## Assignment
The answer required is how many lines of the following entries contain the word "against", with no other words.

## Data for the task
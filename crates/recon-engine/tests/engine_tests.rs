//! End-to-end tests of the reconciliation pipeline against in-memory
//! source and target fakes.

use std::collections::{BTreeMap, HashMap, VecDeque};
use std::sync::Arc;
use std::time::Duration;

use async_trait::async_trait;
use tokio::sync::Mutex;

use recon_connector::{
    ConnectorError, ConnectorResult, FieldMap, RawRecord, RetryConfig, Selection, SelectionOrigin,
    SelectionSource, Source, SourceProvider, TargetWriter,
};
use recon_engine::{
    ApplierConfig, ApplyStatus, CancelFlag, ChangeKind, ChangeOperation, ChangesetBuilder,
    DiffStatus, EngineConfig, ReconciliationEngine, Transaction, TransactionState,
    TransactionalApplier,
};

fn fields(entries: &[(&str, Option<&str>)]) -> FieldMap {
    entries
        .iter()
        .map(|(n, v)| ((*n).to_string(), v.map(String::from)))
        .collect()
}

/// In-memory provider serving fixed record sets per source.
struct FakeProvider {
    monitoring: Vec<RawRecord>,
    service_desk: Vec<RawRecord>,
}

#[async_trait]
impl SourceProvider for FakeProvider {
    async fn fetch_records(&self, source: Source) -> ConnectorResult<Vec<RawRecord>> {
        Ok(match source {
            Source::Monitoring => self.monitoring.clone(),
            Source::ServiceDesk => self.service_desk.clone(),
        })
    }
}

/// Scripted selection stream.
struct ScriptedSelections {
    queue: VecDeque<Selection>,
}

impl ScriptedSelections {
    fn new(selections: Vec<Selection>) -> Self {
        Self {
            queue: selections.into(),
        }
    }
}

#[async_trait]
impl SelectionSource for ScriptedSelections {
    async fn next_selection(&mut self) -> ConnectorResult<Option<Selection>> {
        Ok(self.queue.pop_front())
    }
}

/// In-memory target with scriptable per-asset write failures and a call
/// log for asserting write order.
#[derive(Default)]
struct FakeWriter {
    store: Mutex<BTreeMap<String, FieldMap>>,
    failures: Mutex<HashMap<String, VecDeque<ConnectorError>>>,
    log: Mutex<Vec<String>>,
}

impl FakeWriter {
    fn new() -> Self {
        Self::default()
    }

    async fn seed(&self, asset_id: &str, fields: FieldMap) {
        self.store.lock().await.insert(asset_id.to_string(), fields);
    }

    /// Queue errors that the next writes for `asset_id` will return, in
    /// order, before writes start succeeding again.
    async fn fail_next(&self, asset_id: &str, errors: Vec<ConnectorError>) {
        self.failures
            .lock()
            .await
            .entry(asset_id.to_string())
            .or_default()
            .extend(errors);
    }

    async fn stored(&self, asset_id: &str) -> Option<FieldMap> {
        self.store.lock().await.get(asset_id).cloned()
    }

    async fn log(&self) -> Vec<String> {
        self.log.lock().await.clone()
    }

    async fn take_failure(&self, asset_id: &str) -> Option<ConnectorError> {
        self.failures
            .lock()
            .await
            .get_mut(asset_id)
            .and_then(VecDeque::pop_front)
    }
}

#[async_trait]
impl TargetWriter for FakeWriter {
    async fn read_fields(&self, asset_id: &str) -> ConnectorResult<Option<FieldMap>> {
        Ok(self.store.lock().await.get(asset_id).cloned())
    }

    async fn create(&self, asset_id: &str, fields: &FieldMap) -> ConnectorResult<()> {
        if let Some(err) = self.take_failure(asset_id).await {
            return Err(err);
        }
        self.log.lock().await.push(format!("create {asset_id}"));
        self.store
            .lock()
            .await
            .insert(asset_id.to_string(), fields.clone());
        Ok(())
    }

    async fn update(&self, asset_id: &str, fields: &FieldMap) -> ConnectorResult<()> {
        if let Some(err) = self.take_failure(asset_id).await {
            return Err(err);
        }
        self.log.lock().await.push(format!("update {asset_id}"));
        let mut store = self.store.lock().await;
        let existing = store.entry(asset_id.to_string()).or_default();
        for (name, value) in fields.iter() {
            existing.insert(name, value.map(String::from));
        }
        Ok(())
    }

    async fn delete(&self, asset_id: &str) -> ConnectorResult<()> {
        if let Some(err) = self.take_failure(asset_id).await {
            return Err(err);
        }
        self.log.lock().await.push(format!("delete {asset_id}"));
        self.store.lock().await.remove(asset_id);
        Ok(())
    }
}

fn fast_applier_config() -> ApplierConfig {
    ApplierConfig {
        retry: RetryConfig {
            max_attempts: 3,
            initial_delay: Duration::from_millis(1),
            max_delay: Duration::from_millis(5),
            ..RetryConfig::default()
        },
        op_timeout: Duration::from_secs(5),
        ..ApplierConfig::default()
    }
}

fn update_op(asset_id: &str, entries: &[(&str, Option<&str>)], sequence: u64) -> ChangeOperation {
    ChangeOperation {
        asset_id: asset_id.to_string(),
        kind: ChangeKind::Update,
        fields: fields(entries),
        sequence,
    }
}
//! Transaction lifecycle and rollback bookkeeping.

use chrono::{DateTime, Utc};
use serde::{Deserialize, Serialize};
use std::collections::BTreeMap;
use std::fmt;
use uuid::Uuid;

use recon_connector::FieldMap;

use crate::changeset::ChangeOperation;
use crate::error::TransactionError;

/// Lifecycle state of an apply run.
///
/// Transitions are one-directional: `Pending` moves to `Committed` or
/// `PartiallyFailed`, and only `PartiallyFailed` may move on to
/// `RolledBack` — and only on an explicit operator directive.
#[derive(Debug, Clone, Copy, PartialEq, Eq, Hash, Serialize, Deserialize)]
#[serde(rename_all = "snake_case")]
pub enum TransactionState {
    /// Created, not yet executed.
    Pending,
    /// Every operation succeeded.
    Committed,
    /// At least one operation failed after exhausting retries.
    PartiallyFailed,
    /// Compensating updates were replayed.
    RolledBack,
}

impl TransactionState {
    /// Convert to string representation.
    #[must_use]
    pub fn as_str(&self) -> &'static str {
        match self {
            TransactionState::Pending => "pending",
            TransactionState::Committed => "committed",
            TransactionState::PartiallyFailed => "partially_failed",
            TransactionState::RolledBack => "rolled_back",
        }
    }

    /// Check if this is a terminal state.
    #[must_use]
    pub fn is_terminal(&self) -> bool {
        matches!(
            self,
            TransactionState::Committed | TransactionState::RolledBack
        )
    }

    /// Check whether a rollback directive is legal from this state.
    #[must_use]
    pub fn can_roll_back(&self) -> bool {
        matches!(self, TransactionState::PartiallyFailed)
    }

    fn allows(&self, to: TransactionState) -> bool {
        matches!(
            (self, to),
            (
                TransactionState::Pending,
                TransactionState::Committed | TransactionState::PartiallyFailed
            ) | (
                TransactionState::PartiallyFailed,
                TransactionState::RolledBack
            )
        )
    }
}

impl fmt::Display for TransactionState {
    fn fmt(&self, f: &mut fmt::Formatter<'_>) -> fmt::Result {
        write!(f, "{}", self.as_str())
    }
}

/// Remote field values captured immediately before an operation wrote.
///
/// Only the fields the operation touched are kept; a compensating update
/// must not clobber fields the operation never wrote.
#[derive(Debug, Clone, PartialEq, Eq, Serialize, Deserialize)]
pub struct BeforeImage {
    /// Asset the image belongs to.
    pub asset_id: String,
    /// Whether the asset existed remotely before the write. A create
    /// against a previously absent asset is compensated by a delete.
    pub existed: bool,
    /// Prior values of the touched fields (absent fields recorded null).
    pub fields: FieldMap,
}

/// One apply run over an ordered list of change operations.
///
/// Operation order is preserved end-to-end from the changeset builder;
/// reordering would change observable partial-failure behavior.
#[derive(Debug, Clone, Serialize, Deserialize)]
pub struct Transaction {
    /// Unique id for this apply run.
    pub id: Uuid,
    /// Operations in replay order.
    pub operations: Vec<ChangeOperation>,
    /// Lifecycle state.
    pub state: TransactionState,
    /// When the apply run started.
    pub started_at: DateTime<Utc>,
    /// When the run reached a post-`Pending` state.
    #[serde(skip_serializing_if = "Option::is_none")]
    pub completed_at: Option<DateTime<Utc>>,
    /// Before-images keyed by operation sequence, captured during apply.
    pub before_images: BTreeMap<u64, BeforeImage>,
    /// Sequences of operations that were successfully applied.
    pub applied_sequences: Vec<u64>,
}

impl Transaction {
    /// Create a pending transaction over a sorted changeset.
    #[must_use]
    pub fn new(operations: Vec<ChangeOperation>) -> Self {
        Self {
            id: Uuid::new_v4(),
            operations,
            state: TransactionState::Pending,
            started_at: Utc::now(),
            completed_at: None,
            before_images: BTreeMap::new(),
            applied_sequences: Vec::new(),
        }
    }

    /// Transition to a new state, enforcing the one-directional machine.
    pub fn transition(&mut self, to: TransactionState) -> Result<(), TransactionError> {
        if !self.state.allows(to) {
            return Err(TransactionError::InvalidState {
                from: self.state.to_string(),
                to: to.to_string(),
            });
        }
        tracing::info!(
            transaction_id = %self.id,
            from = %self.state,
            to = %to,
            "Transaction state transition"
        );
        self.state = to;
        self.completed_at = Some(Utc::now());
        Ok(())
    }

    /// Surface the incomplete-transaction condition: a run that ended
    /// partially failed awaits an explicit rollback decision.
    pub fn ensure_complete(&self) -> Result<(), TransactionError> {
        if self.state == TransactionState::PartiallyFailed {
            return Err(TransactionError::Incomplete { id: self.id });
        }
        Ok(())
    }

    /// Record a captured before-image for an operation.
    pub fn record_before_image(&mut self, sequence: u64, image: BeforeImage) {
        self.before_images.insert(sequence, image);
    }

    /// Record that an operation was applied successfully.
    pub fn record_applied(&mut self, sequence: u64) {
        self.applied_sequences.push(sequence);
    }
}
...
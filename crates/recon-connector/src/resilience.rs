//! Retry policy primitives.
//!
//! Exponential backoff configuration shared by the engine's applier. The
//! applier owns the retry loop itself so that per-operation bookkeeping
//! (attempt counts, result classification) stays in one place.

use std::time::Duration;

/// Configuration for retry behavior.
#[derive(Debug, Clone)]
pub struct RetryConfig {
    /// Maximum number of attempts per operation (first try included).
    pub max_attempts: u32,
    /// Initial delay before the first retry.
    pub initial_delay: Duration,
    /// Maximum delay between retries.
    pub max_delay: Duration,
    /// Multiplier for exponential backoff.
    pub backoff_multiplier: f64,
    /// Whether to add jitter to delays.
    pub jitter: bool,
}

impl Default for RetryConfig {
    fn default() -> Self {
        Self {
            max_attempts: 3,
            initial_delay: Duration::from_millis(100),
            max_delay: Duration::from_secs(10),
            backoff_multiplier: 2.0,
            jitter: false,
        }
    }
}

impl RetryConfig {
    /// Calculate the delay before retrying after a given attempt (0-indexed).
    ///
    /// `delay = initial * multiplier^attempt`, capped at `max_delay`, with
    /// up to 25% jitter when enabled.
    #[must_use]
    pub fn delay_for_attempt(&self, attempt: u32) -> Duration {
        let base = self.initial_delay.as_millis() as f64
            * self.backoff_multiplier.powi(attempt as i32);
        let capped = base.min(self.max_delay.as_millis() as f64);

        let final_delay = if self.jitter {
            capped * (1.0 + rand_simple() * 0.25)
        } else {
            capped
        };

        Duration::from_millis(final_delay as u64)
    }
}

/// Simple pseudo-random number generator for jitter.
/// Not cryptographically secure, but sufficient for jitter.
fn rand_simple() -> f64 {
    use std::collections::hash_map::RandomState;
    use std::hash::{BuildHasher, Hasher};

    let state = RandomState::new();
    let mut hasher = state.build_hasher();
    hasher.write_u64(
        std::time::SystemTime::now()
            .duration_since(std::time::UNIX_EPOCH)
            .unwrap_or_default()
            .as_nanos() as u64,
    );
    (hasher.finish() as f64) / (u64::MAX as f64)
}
* * *
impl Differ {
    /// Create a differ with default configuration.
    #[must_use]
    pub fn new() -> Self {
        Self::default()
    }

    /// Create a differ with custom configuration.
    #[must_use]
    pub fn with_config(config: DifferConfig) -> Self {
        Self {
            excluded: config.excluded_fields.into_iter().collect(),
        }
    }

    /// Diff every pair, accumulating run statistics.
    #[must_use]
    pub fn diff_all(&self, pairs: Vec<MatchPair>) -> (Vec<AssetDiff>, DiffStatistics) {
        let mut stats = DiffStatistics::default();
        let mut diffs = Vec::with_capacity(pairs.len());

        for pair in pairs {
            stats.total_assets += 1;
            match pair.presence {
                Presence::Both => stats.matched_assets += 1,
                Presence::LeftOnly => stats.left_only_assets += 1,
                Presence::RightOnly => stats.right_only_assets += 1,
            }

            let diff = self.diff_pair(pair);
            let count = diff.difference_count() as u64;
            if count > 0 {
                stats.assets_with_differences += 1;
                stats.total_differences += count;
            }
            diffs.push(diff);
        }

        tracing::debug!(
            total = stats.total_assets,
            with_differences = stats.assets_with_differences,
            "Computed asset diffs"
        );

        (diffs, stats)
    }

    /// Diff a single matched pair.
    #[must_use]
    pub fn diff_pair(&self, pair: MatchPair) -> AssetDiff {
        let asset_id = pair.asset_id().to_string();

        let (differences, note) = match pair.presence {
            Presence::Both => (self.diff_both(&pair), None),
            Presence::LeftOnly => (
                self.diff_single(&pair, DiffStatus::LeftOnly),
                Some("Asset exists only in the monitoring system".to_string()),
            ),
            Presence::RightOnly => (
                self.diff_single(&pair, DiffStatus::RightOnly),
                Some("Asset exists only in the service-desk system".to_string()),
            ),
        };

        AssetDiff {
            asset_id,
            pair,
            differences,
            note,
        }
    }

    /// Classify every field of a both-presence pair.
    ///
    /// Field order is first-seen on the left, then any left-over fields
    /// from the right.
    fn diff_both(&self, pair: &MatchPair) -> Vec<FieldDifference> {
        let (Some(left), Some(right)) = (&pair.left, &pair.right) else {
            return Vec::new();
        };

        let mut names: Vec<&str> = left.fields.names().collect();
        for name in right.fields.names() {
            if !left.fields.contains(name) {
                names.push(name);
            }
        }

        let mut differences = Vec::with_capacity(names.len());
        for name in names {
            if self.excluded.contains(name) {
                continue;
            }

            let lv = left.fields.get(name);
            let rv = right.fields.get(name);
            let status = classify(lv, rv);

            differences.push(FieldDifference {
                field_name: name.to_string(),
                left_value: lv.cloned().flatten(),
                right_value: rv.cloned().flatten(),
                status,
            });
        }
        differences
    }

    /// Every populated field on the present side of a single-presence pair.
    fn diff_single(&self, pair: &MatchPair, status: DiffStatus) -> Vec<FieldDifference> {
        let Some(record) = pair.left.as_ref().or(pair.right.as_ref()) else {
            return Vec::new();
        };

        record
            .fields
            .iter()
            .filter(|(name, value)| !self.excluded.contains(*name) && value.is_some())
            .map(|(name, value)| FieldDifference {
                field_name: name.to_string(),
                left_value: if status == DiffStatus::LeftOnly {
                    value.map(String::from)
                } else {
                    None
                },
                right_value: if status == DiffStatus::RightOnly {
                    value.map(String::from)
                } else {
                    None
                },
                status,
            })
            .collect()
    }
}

## Answer box
2